Material shown section start
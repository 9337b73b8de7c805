use std::fmt;

use serde::{Deserialize, Serialize};

/// Name of the default text channel kept at the top of the workspace.
pub const MAIN_CHANNEL: &str = "main";

/// Category holding one channel per direct (one-to-one) chat.
pub const DIRECT_MESSAGES_CATEGORY: &str = "Direct messages";

/// Category holding one channel per group chat.
pub const GROUPS_CATEGORY: &str = "Groups";

/// Text forwarded in place of a sticker.
pub const STICKER_PLACEHOLDER: &str = "<sticker>";

/// Text forwarded when a message has neither a body nor a known media kind.
pub const UNKNOWN_PLACEHOLDER: &str = "unknown";

macro_rules! string_id {
    ($(#[$meta:meta])* $name:ident) => {
        $(#[$meta])*
        #[derive(Debug, Clone, PartialEq, Eq, Hash, PartialOrd, Ord, Serialize, Deserialize)]
        #[serde(transparent)]
        pub struct $name(pub String);

        impl $name {
            pub fn new(id: impl Into<String>) -> Self {
                Self(id.into())
            }

            pub fn as_str(&self) -> &str {
                &self.0
            }
        }

        impl fmt::Display for $name {
            fn fmt(&self, f: &mut fmt::Formatter<'_>) -> fmt::Result {
                f.write_str(&self.0)
            }
        }

        impl From<&str> for $name {
            fn from(id: &str) -> Self {
                Self(id.to_string())
            }
        }
    };
}

string_id!(
    /// Hub workspace (Discord guild) id.
    WorkspaceId
);
string_id!(
    /// Hub channel id.
    ChannelId
);
string_id!(
    /// Messaging-side chat id (e.g. a WhatsApp JID).
    ConversationId
);

/// The hub workspace the bridge manages.
#[derive(Debug, Clone, PartialEq, Eq)]
pub struct Workspace {
    pub id: WorkspaceId,
    pub name: String,
}

#[derive(Debug, Clone, Copy, PartialEq, Eq, Hash)]
pub enum ChannelKind {
    Text,
    Category,
    Other,
}

/// A node in the workspace hierarchy.
///
/// `parent_id` is a weak reference to a category channel by id.
#[derive(Debug, Clone, PartialEq, Eq)]
pub struct Channel {
    pub id: ChannelId,
    pub name: String,
    pub kind: ChannelKind,
    pub parent_id: Option<ChannelId>,
    pub topic: Option<String>,
}

impl Channel {
    pub fn is_text(&self) -> bool {
        self.kind == ChannelKind::Text
    }

    pub fn is_category(&self) -> bool {
        self.kind == ChannelKind::Category
    }

    pub fn is_top_level(&self) -> bool {
        self.parent_id.is_none()
    }
}

/// A channel creation request.
#[derive(Debug, Clone, PartialEq, Eq)]
pub struct NewChannel {
    pub name: String,
    pub kind: ChannelKind,
    pub parent_id: Option<ChannelId>,
    pub topic: Option<String>,
}

impl NewChannel {
    pub fn top_level(name: impl Into<String>, kind: ChannelKind) -> Self {
        Self {
            name: name.into(),
            kind,
            parent_id: None,
            topic: None,
        }
    }
}

#[derive(Debug, Clone, Copy, PartialEq, Eq, Hash, Serialize, Deserialize)]
#[serde(rename_all = "lowercase")]
pub enum ConversationKind {
    Direct,
    Group,
}

impl ConversationKind {
    pub fn from_is_group(is_group: bool) -> Self {
        if is_group {
            Self::Group
        } else {
            Self::Direct
        }
    }

    /// Name of the category that hosts channels of this kind.
    pub fn category_name(self) -> &'static str {
        match self {
            Self::Direct => DIRECT_MESSAGES_CATEGORY,
            Self::Group => GROUPS_CATEGORY,
        }
    }

    /// Reverse of [`category_name`](Self::category_name). `None` for
    /// unmanaged categories.
    pub fn from_category(name: &str) -> Option<Self> {
        match name {
            DIRECT_MESSAGES_CATEGORY => Some(Self::Direct),
            GROUPS_CATEGORY => Some(Self::Group),
            _ => None,
        }
    }
}

/// Name-based key binding a conversation to its hub channel.
///
/// The channel is named after `name`, lives under `kind.category_name()`, and
/// carries `name` in its topic.
#[derive(Debug, Clone, PartialEq, Eq, Hash)]
pub struct IdentityKey {
    pub name: String,
    pub kind: ConversationKind,
}

impl IdentityKey {
    pub fn new(name: impl Into<String>, kind: ConversationKind) -> Self {
        Self {
            name: name.into(),
            kind,
        }
    }

    pub fn category_name(&self) -> &'static str {
        self.kind.category_name()
    }

    /// Value persisted in the channel topic.
    pub fn topic(&self) -> &str {
        &self.name
    }
}

impl fmt::Display for IdentityKey {
    fn fmt(&self, f: &mut fmt::Formatter<'_>) -> fmt::Result {
        write!(f, "{}/{}", self.category_name(), self.name)
    }
}

/// A messaging-side chat, fetched on demand.
#[derive(Debug, Clone, PartialEq, Eq)]
pub struct Conversation {
    pub id: ConversationId,
    pub name: String,
    pub kind: ConversationKind,
}

/// Content of a messaging-side message, classified once at the platform
/// boundary.
#[derive(Debug, Clone, PartialEq, Eq)]
pub enum MessageContent {
    Text(String),
    Sticker,
    Unknown,
}

impl MessageContent {
    /// Classify raw message fields.
    ///
    /// A non-empty body always wins; otherwise the media kind decides.
    pub fn from_parts(body: Option<&str>, media_kind: Option<&str>) -> Self {
        match (body, media_kind) {
            (Some(body), _) if !body.is_empty() => Self::Text(body.to_string()),
            (_, Some(kind)) if kind.eq_ignore_ascii_case("sticker") => Self::Sticker,
            _ => Self::Unknown,
        }
    }

    /// Text forwarded to the hub for this content.
    pub fn render(&self) -> &str {
        match self {
            Self::Text(body) => body,
            Self::Sticker => STICKER_PLACEHOLDER,
            Self::Unknown => UNKNOWN_PLACEHOLDER,
        }
    }
}

/// A message observed on the messaging side.
#[derive(Debug, Clone, PartialEq, Eq)]
pub struct InboundMessage {
    pub sender_name: String,
    pub chat_id: ConversationId,
    /// Sent by the bridge's own account.
    pub is_self: bool,
    pub is_group: bool,
    pub content: MessageContent,
}

impl InboundMessage {
    pub fn identity_key(&self) -> IdentityKey {
        IdentityKey::new(
            self.sender_name.clone(),
            ConversationKind::from_is_group(self.is_group),
        )
    }
}

/// A message observed in a hub channel.
#[derive(Debug, Clone, PartialEq, Eq)]
pub struct HubMessage {
    pub author_is_bot: bool,
    /// Authored by the bridge's own user.
    pub author_is_bridge: bool,
    /// `None` for direct (non-workspace) contexts.
    pub workspace_id: Option<WorkspaceId>,
    pub channel_id: ChannelId,
    pub content: String,
}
Material shown section end
Copy out every record exactly; leave nothing out.

repository 9337b73b8de7c805
use std::fmt;

use serde::{Deserialize, Serialize};

/// Name of the default text channel kept at the top of the workspace.
pub const MAIN_CHANNEL: &str = "main";

/// Category holding one channel per direct (one-to-one) chat.
pub const DIRECT_MESSAGES_CATEGORY: &str = "Direct messages";

/// Category holding one channel per group chat.
pub const GROUPS_CATEGORY: &str = "Groups";

/// Text forwarded in place of a sticker.
pub const STICKER_PLACEHOLDER: &str = "<sticker>";

/// Text forwarded when a message has neither a body nor a known media kind.
pub const UNKNOWN_PLACEHOLDER: &str = "unknown";

macro_rules! string_id {
    ($(#[$meta:meta])* $name:ident) => {
        $(#[$meta])*
        #[derive(Debug, Clone, PartialEq, Eq, Hash, PartialOrd, Ord, Serialize, Deserialize)]
        #[serde(transparent)]
        pub struct $name(pub String);

        impl $name {
            pub fn new(id: impl Into<String>) -> Self {
                Self(id.into())
            }

            pub fn as_str(&self) -> &str {
                &self.0
            }
        }

        impl fmt::Display for $name {
            fn fmt(&self, f: &mut fmt::Formatter<'_>) -> fmt::Result {
                f.write_str(&self.0)
            }
        }

        impl From<&str> for $name {
            fn from(id: &str) -> Self {
                Self(id.to_string())
            }
        }
    };
}

string_id!(
    /// Hub workspace (Discord guild) id.
    WorkspaceId
);
string_id!(
    /// Hub channel id.
    ChannelId
);
string_id!(
    /// Messaging-side chat id (e.g. a WhatsApp JID).
    ConversationId
);

/// The hub workspace the bridge manages.
#[derive(Debug, Clone, PartialEq, Eq)]
pub struct Workspace {
    pub id: WorkspaceId,
    pub name: String,
}

#[derive(Debug, Clone, Copy, PartialEq, Eq, Hash)]
pub enum ChannelKind {
    Text,
    Category,
    Other,
}

/// A node in the workspace hierarchy.
///
/// `parent_id` is a weak reference to a category channel by id.
#[derive(Debug, Clone, PartialEq, Eq)]
pub struct Channel {
    pub id: ChannelId,
    pub name: String,
    pub kind: ChannelKind,
    pub parent_id: Option<ChannelId>,
    pub topic: Option<String>,
}

impl Channel {
    pub fn is_text(&self) -> bool {
        self.kind == ChannelKind::Text
    }

    pub fn is_category(&self) -> bool {
        self.kind == ChannelKind::Category
    }

    pub fn is_top_level(&self) -> bool {
        self.parent_id.is_none()
    }
}

/// A channel creation request.
#[derive(Debug, Clone, PartialEq, Eq)]
pub struct NewChannel {
    pub name: String,
    pub kind: ChannelKind,
    pub parent_id: Option<ChannelId>,
    pub topic: Option<String>,
}

impl NewChannel {
    pub fn top_level(name: impl Into<String>, kind: ChannelKind) -> Self {
        Self {
            name: name.into(),
            kind,
            parent_id: None,
            topic: None,
        }
    }
}

#[derive(Debug, Clone, Copy, PartialEq, Eq, Hash, Serialize, Deserialize)]
#[serde(rename_all = "lowercase")]
pub enum ConversationKind {
    Direct,
    Group,
}

impl ConversationKind {
    pub fn from_is_group(is_group: bool) -> Self {
        if is_group {
            Self::Group
        } else {
            Self::Direct
        }
    }

    /// Name of the category that hosts channels of this kind.
    pub fn category_name(self) -> &'static str {
        match self {
            Self::Direct => DIRECT_MESSAGES_CATEGORY,
            Self::Group => GROUPS_CATEGORY,
        }
    }

    /// Reverse of [`category_name`](Self::category_name). `None` for
    /// unmanaged categories.
    pub fn from_category(name: &str) -> Option<Self> {
        match name {
            DIRECT_MESSAGES_CATEGORY => Some(Self::Direct),
            GROUPS_CATEGORY => Some(Self::Group),
            _ => None,
        }
    }
}

/// Name-based key binding a conversation to its hub channel.
///
/// The channel is named after `name`, lives under `kind.category_name()`, and
/// carries `name` in its topic.
#[derive(Debug, Clone, PartialEq, Eq, Hash)]
pub struct IdentityKey {
    pub name: String,
    pub kind: ConversationKind,
}

impl IdentityKey {
    pub fn new(name: impl Into<String>, kind: ConversationKind) -> Self {
        Self {
            name: name.into(),
            kind,
        }
    }

    pub fn category_name(&self) -> &'static str {
        self.kind.category_name()
    }

    /// Value persisted in the channel topic.
    pub fn topic(&self) -> &str {
        &self.name
    }
}

impl fmt::Display for IdentityKey {
    fn fmt(&self, f: &mut fmt::Formatter<'_>) -> fmt::Result {
        write!(f, "{}/{}", self.category_name(), self.name)
    }
}

/// A messaging-side chat, fetched on demand.
#[derive(Debug, Clone, PartialEq, Eq)]
pub struct Conversation {
    pub id: ConversationId,
    pub name: String,
    pub kind: ConversationKind,
}

/// Content of a messaging-side message, classified once at the platform
/// boundary.
#[derive(Debug, Clone, PartialEq, Eq)]
pub enum MessageContent {
    Text(String),
    Sticker,
    Unknown,
}

impl MessageContent {
    /// Classify raw message fields.
    ///
    /// A non-empty body always wins; otherwise the media kind decides.
    pub fn from_parts(body: Option<&str>, media_kind: Option<&str>) -> Self {
        match (body, media_kind) {
            (Some(body), _) if !body.is_empty() => Self::Text(body.to_string()),
            (_, Some(kind)) if kind.eq_ignore_ascii_case("sticker") => Self::Sticker,
            _ => Self::Unknown,
        }
    }

    /// Text forwarded to the hub for this content.
    pub fn render(&self) -> &str {
        match self {
            Self::Text(body) => body,
            Self::Sticker => STICKER_PLACEHOLDER,
            Self::Unknown => UNKNOWN_PLACEHOLDER,
        }
    }
}

/// A message observed on the messaging side.
#[derive(Debug, Clone, PartialEq, Eq)]
pub struct InboundMessage {
    pub sender_name: String,
    pub chat_id: ConversationId,
    /// Sent by the bridge's own account.
    pub is_self: bool,
    pub is_group: bool,
    pub content: MessageContent,
}

impl InboundMessage {
    pub fn identity_key(&self) -> IdentityKey {
        IdentityKey::new(
            self.sender_name.clone(),
            ConversationKind::from_is_group(self.is_group),
        )
    }
}

/// A message observed in a hub channel.
#[derive(Debug, Clone, PartialEq, Eq)]
pub struct HubMessage {
    pub author_is_bot: bool,
    /// Authored by the bridge's own user.
    pub author_is_bridge: bool,
    /// `None` for direct (non-workspace) contexts.
    pub workspace_id: Option<WorkspaceId>,
    pub channel_id: ChannelId,
    pub content: String,
}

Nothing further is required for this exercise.